▼

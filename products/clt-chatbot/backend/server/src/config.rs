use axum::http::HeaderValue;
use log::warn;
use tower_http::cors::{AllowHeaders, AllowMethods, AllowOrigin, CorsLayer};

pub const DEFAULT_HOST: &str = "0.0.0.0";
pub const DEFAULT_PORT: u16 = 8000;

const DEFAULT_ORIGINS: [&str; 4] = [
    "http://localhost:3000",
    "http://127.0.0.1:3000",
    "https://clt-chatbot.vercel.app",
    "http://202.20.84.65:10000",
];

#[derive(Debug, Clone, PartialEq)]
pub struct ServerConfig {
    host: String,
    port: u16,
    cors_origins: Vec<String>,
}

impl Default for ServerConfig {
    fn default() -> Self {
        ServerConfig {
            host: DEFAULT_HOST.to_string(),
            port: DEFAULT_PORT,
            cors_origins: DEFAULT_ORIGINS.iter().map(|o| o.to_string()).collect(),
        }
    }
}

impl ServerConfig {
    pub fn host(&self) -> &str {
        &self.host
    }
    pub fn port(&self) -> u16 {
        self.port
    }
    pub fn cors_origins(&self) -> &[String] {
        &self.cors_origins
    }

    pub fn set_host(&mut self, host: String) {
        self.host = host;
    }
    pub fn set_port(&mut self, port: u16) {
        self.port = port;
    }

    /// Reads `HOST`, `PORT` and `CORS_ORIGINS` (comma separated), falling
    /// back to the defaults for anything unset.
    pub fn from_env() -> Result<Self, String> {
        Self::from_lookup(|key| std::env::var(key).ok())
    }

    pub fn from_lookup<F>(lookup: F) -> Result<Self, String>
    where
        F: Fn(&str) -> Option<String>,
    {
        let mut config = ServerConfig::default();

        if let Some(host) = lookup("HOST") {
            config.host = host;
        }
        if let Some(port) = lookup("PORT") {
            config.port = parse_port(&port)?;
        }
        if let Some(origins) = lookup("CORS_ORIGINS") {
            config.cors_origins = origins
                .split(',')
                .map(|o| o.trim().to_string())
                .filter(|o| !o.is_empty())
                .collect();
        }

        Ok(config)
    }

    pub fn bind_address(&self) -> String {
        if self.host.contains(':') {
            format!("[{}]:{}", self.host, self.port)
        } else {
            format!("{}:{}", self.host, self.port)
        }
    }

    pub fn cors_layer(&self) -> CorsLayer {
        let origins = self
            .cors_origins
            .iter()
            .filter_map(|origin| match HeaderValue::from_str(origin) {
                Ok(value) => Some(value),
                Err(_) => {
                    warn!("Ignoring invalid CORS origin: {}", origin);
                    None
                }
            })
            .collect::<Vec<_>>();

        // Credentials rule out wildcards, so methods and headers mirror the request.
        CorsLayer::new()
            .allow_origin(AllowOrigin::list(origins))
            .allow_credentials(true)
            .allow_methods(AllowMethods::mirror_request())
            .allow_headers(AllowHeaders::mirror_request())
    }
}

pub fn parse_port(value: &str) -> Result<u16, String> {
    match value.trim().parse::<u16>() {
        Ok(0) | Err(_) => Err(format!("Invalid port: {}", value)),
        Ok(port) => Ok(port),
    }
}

▲
▼

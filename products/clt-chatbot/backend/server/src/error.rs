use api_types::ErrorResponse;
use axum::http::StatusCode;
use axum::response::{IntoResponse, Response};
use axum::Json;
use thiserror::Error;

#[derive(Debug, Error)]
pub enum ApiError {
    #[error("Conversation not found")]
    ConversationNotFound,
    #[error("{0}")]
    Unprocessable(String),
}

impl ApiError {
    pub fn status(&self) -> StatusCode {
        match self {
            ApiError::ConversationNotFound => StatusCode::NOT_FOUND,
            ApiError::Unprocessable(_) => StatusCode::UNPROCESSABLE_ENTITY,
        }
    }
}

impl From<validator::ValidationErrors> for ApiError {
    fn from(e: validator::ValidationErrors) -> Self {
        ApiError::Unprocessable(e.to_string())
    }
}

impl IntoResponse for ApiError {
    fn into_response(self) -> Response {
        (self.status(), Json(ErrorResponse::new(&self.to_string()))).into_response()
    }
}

▲

> Aim of the exercise
Copy every line in the entries above that has the string "ConversationNotFound" in it.

> Answer space
    ConversationNotFound,
            ApiError::ConversationNotFound => StatusCode::NOT_FOUND,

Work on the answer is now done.